***** Data shown

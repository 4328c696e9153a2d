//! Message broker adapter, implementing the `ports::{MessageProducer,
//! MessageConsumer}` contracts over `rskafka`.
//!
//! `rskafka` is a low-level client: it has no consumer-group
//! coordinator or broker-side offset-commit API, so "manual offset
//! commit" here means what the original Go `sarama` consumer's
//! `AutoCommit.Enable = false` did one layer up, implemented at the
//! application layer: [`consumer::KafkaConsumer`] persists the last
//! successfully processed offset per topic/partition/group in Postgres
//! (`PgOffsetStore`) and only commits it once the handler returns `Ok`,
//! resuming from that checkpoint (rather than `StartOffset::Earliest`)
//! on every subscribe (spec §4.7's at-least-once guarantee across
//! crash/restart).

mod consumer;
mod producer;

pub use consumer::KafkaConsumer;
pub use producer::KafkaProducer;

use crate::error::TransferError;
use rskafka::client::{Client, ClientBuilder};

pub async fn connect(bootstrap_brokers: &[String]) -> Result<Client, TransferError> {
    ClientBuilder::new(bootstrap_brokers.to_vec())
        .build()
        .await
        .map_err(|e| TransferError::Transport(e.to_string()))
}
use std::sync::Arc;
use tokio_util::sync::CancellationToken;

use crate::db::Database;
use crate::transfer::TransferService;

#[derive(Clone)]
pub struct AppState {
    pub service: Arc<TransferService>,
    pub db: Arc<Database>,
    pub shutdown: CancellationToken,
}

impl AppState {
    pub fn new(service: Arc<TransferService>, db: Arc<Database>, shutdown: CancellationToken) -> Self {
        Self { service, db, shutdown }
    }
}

**********
***** Data shown

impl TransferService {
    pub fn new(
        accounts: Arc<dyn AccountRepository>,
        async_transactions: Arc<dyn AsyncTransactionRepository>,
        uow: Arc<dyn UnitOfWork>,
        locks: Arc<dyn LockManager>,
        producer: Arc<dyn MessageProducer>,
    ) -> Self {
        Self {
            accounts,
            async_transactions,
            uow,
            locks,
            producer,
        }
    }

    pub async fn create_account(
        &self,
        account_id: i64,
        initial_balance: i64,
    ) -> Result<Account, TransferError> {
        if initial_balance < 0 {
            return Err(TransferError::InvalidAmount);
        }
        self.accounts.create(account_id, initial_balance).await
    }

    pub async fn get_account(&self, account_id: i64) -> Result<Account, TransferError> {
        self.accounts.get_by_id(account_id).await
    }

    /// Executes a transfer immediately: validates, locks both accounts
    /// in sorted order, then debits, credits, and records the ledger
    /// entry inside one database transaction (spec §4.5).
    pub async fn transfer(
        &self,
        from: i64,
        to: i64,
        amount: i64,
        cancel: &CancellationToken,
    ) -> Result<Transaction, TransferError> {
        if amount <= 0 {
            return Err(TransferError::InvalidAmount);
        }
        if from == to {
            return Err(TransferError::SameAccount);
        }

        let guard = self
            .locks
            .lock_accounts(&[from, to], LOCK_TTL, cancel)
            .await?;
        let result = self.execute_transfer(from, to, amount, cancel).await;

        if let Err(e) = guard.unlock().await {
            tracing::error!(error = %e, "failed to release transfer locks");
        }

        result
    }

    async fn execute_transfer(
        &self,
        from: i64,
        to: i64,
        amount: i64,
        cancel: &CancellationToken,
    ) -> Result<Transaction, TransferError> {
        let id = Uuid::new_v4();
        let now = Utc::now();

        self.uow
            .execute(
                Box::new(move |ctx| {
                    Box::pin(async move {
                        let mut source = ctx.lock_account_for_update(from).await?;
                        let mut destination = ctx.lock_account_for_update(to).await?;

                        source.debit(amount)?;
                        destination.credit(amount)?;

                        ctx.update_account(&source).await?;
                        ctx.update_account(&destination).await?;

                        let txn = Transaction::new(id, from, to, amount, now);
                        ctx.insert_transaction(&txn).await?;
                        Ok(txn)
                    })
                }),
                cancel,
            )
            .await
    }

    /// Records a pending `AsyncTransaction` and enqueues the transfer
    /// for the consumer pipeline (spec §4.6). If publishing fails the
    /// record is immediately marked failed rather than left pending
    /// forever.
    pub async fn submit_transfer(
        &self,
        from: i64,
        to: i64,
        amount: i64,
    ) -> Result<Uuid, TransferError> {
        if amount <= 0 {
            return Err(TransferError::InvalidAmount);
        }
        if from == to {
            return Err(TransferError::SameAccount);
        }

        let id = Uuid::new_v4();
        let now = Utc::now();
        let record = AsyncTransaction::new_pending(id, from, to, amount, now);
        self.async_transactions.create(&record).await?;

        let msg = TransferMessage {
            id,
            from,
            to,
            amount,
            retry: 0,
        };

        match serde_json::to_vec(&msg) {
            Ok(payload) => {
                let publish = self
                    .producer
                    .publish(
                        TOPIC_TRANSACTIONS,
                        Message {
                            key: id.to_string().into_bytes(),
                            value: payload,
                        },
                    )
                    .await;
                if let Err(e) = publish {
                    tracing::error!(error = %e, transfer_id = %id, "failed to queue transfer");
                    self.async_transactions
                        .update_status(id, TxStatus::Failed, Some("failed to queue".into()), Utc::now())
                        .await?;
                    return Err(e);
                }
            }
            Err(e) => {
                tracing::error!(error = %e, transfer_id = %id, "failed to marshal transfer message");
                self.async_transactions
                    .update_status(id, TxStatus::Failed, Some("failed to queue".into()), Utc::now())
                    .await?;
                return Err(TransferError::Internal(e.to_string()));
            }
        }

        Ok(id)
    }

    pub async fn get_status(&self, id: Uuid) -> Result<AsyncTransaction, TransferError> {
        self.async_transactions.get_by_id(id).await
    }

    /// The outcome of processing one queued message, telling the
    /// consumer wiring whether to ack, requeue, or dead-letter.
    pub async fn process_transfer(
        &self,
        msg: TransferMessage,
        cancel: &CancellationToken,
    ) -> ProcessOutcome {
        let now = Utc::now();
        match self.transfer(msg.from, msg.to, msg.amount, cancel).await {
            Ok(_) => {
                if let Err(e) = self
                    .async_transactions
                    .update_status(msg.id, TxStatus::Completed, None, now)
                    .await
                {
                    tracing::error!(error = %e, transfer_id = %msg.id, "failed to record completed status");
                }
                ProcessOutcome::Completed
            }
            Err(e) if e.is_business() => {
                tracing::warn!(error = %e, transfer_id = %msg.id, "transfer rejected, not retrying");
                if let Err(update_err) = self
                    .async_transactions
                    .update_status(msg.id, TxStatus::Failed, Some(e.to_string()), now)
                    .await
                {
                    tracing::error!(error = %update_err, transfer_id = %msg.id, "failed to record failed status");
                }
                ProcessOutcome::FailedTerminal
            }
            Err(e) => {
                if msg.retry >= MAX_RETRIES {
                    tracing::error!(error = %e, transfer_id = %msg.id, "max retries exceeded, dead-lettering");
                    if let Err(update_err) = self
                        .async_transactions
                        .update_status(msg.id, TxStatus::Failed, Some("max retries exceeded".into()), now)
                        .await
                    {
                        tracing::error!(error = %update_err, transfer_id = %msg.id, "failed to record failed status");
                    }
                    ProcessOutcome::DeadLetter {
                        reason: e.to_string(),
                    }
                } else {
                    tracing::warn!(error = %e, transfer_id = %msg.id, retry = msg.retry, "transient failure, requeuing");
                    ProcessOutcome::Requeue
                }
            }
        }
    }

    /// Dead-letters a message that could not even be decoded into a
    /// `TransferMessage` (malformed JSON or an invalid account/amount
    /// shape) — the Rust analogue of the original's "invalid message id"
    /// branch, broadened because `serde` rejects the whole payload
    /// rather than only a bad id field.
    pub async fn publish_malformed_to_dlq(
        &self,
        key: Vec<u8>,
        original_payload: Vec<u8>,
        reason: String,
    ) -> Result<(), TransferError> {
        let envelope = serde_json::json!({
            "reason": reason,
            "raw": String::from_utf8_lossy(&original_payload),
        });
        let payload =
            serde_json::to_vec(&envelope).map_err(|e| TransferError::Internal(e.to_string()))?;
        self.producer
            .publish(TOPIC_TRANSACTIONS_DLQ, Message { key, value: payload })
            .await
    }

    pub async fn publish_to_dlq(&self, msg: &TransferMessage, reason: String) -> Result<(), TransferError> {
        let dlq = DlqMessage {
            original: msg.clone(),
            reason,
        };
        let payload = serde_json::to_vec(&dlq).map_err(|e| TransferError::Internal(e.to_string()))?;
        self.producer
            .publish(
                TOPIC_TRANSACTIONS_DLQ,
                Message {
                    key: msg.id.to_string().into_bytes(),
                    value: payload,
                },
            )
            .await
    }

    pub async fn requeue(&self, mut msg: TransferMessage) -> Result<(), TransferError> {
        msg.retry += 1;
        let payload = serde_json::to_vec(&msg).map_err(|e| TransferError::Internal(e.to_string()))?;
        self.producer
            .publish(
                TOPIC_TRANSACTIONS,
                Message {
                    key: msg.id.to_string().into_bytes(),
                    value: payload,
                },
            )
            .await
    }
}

**********
***** Data shown

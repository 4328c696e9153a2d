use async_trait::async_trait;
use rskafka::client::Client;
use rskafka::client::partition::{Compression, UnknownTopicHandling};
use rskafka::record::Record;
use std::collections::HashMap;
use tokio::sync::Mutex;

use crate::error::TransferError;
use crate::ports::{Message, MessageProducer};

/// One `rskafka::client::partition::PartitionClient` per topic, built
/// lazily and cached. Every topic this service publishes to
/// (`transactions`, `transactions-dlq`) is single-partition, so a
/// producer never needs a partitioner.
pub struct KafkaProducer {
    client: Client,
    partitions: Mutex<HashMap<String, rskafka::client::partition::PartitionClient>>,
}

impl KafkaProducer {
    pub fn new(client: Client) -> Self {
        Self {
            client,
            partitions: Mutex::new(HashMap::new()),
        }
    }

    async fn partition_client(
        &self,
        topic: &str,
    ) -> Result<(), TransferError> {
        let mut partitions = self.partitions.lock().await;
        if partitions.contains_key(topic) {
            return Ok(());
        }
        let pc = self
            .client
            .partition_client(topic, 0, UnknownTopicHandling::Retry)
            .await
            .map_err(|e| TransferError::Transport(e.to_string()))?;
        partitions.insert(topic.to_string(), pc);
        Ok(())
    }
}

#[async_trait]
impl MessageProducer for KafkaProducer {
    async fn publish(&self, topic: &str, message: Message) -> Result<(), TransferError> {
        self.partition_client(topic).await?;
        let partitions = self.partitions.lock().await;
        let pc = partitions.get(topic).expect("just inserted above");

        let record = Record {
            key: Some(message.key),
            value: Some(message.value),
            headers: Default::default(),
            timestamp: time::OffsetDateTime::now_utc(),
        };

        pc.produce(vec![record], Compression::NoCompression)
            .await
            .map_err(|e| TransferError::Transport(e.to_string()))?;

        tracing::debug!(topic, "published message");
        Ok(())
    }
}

**********

Exercise brief — Copy out every line in the records where the word "destination" is found.

Answer for this exercise —
                        let mut destination = ctx.lock_account_for_update(to).await?;
                        destination.credit(amount)?;
                        ctx.update_account(&destination).await?;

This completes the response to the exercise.